TensorFlow/Adversarial
From charlesreid1
Adversarial Neural Networks
Adversarial neural networks use an architecture consisting of two separate neural networks - one network attempts to learn how to accomplish a task, and another network attempts to differentiate between the output of the first network and the "real" output.
TensorFlow Examples of Adversarial Neural Networks
Adversarial Crypto
This adversarial crypto neural network attempts to learn how to protect communications using the adversarial architecture.

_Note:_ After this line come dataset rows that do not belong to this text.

use async_trait::async_trait;
use moka::future::Cache;
use tracing::debug;

use crate::cache::{CacheResult, ObjectCache};
use crate::config::AppConfig;
use crate::declare_object_cache_plugin;

declare_object_cache_plugin!("moka", MokaObjectCache);

/// 进程内缓存后端，单实例部署的默认选择
pub struct MokaObjectCache {
    inner: Cache<String, String>,
}

impl MokaObjectCache {
    pub fn new() -> Result<Self, String> {
        let config = AppConfig::get();
        let inner = Cache::builder()
            .max_capacity(config.cache.memory.max_capacity)
            .time_to_live(std::time::Duration::from_secs(config.cache.default_ttl))
            .build();

        debug!(
            "MokaObjectCache initialized with max capacity: {}",
            config.cache.memory.max_capacity
        );
        Ok(Self { inner })
    }
}

#[async_trait]
impl ObjectCache for MokaObjectCache {
    async fn get_raw(&self, key: &str) -> CacheResult<String> {
        match self.inner.get(key).await {
            Some(value) => CacheResult::Found(value),
            None => {
                debug!("Key not found in cache: {}", key);
                CacheResult::NotFound
            }
        }
    }

    async fn insert_raw(&self, key: String, value: String, ttl: u64) {
        // Moka 的 TTL 在构建时全局设置，不支持按条目覆盖
        if ttl != 0 {
            debug!("Moka cache ignores per-item TTL, using global TTL configuration");
        }
        self.inner.insert(key, value).await;
    }

    async fn remove(&self, key: &str) {
        self.inner.invalidate(key).await;
    }

    async fn invalidate_all(&self) {
        self.inner.invalidate_all();
    }
}
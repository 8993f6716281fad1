//! 成绩存储操作

use std::collections::{HashMap, HashSet};

use super::SeaOrmStorage;
use crate::entity::courses::Entity as Courses;
use crate::entity::results::{ActiveModel, Column, Entity as Results};
use crate::errors::{IntellGradeError, Result};
use crate::models::results::{
    entities::{ResultRow, StudentResult},
    requests::CreateResultRequest,
};
use sea_orm::{
    ActiveModelTrait, ColumnTrait, EntityTrait, PaginatorTrait, QueryFilter, QueryOrder, Set,
};

impl SeaOrmStorage {
    /// 录入成绩
    pub async fn create_result_impl(
        &self,
        req: CreateResultRequest,
        grade: &str,
    ) -> Result<StudentResult> {
        let now = chrono::Utc::now().timestamp();

        let model = ActiveModel {
            student_id: Set(req.student_id),
            course_id: Set(req.course_id),
            score: Set(req.score),
            grade: Set(grade.to_string()),
            session: Set(req.session),
            semester: Set(req.semester),
            created_at: Set(now),
            updated_at: Set(now),
            ..Default::default()
        };

        let result = model
            .insert(&self.db)
            .await
            .map_err(|e| IntellGradeError::database_operation(format!("录入成绩失败: {e}")))?;

        Ok(result.into_result())
    }

    /// 通过 ID 获取成绩
    pub async fn get_result_by_id_impl(&self, id: i64) -> Result<Option<StudentResult>> {
        let result = Results::find_by_id(id)
            .one(&self.db)
            .await
            .map_err(|e| IntellGradeError::database_operation(format!("查询成绩失败: {e}")))?;

        Ok(result.map(|m| m.into_result()))
    }

    /// 查找某学生某课程某学期的成绩（重复录入检查）
    pub async fn find_result_impl(
        &self,
        student_id: i64,
        course_id: i64,
        session: &str,
        semester: i32,
    ) -> Result<Option<StudentResult>> {
        let result = Results::find()
            .filter(Column::StudentId.eq(student_id))
            .filter(Column::CourseId.eq(course_id))
            .filter(Column::Session.eq(session))
            .filter(Column::Semester.eq(semester))
            .one(&self.db)
            .await
            .map_err(|e| IntellGradeError::database_operation(format!("查询成绩失败: {e}")))?;

        Ok(result.map(|m| m.into_result()))
    }

    /// 修改成绩分数
    pub async fn update_result_score_impl(
        &self,
        id: i64,
        score: f64,
        grade: &str,
    ) -> Result<Option<StudentResult>> {
        let existing = self.get_result_by_id_impl(id).await?;
        if existing.is_none() {
            return Ok(None);
        }

        let now = chrono::Utc::now().timestamp();

        let model = ActiveModel {
            id: Set(id),
            score: Set(score),
            grade: Set(grade.to_string()),
            updated_at: Set(now),
            ..Default::default()
        };

        model
            .update(&self.db)
            .await
            .map_err(|e| IntellGradeError::database_operation(format!("更新成绩失败: {e}")))?;

        self.get_result_by_id_impl(id).await
    }

    /// 某学生的全部成绩（带课程信息，按学年学期倒序）
    pub async fn list_student_results_impl(&self, student_id: i64) -> Result<Vec<ResultRow>> {
        let results = Results::find()
            .filter(Column::StudentId.eq(student_id))
            .order_by_desc(Column::Session)
            .order_by_desc(Column::Semester)
            .all(&self.db)
            .await
            .map_err(|e| IntellGradeError::database_operation(format!("查询成绩列表失败: {e}")))?;

        if results.is_empty() {
            return Ok(Vec::new());
        }

        let course_ids: Vec<i64> = results
            .iter()
            .map(|r| r.course_id)
            .collect::<HashSet<_>>()
            .into_iter()
            .collect();

        let courses: HashMap<i64, crate::entity::courses::Model> = Courses::find()
            .filter(crate::entity::courses::Column::Id.is_in(course_ids))
            .all(&self.db)
            .await
            .map_err(|e| IntellGradeError::database_operation(format!("查询课程失败: {e}")))?
            .into_iter()
            .map(|c| (c.id, c))
            .collect();

        Ok(results
            .into_iter()
            .filter_map(|r| {
                let course = courses.get(&r.course_id)?;
                Some(ResultRow {
                    id: r.id,
                    course_id: r.course_id,
                    course_code: course.code.clone(),
                    course_title: course.title.clone(),
                    unit: course.unit,
                    score: r.score,
                    grade: r.grade,
                    session: r.session,
                    semester: r.semester,
                })
            })
            .collect())
    }

    /// 统计成绩数量
    pub async fn count_results_impl(&self) -> Result<i64> {
        let count = Results::find()
            .count(&self.db)
            .await
            .map_err(|e| IntellGradeError::database_operation(format!("统计成绩数量失败: {e}")))?;

        Ok(count as i64)
    }
}
use actix_web::{HttpRequest, HttpResponse, Result as ActixResult};

use super::AdminService;
use crate::analytics::sentiment::ANALYZER;
use crate::models::feedbacks::responses::{AdminFeedbackAnalytics, AdminFeedbackResponse};
use crate::models::{ApiResponse, ErrorCode};

pub async fn all_feedback(
    service: &AdminService,
    request: &HttpRequest,
) -> ActixResult<HttpResponse> {
    let storage = service.get_storage(request);

    match storage.list_feedback_details(None).await {
        Ok(feedbacks) => {
            let total_feedbacks = feedbacks.len() as i64;
            let average_rating = if feedbacks.is_empty() {
                0.0
            } else {
                let sum: f64 = feedbacks.iter().map(|f| f.rating as f64).sum();
                ((sum / feedbacks.len() as f64) * 100.0).round() / 100.0
            };

            let entries: Vec<(i32, String)> = feedbacks
                .iter()
                .map(|f| (f.rating, f.comment.clone().unwrap_or_default()))
                .collect();
            let sentiment = ANALYZER.rating_breakdown(&entries);

            Ok(HttpResponse::Ok().json(ApiResponse::success(
                AdminFeedbackResponse {
                    feedbacks,
                    analytics: AdminFeedbackAnalytics {
                        total_feedbacks,
                        average_rating,
                        sentiment,
                    },
                },
                "Feedback retrieved successfully",
            )))
        }
        Err(e) => Ok(
            HttpResponse::InternalServerError().json(ApiResponse::error_empty(
                ErrorCode::InternalServerError,
                format!("Failed to retrieve feedback: {e}"),
            )),
        ),
    }
}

Link to paper: "Learning to Protect Communications with Adversarial Neural Cryptography": https://arxiv.org/abs/1610.06918
Link to code: https://github.com/tensorflow/models/tree/master/research/adversarial_crypto
Running
To train the network:
$ python train_eval.py
The approach used by the training is to train the "defender" network (representing the Alice-Bob channel) until it is sufficiently well-trained, then reset the "attacker" network (representing the eavesdropper Eve) from scratch to give the eavesdropper multiple opportunities to find weaknesses in the cryptosystem.
The Network
We'll step through the code line-by-line again. Here's the link to the code: https://github.com/tensorflow/models/blob/master/research/adversarial_crypto/train_eval.py
Obligatory license info:
# Copyright 2016 The TensorFlow Authors All Rights Reserved. # # Licensed under the Apache License, Version 2.0 (the "License"); # you may not use this file except in compliance with the License. # You may obtain a copy of the License at # # http://www.apache.org/licenses/LICENSE-2.0 # # Unless required by applicable law or agreed to in writing, software # distributed under the License is distributed on an "AS IS" BASIS, # WITHOUT WARRANTIES OR CONDITIONS OF ANY KIND, either express or implied. # See the License for the specific language governing permissions and # limitations under the License. # ==============================================================================
Some info about the network:
- There are actually 3 neural networks involved: Alice, Bob, and Eve
- Alice takes inputs in_m (message), in_k (key) and outputs the ciphertext
- Bob takes inputs in_k (key), ciphertext and attempts to output the plaintext
- Even takes input ciphertext (no key) and also attempts to output the plaintext
The file starts with imports/declarations to be compatible with Python 3:
# TensorFlow Python 3 compatibility from __future__ import absolute_import from __future__ import division from __future__ import print_function import signal import sys from six.moves import xrange # pylint: disable=redefined-builtin import tensorflow as tf
Hyperparameter flags can be set on the command line:
flags = tf.app.flags
flags.DEFINE_float('learning_rate', 0.0008, 'Constant learning rate')
flags.DEFINE_integer('batch_size', 4096, 'Batch size')
FLAGS = flags.FLAGS
The FLAGS stuff does not seem to be defined anywhere in the documentation, so the usage is not clear here. But, as an author on TF project states here, it is intended to make demos more convenient, and essentially wraps argparse.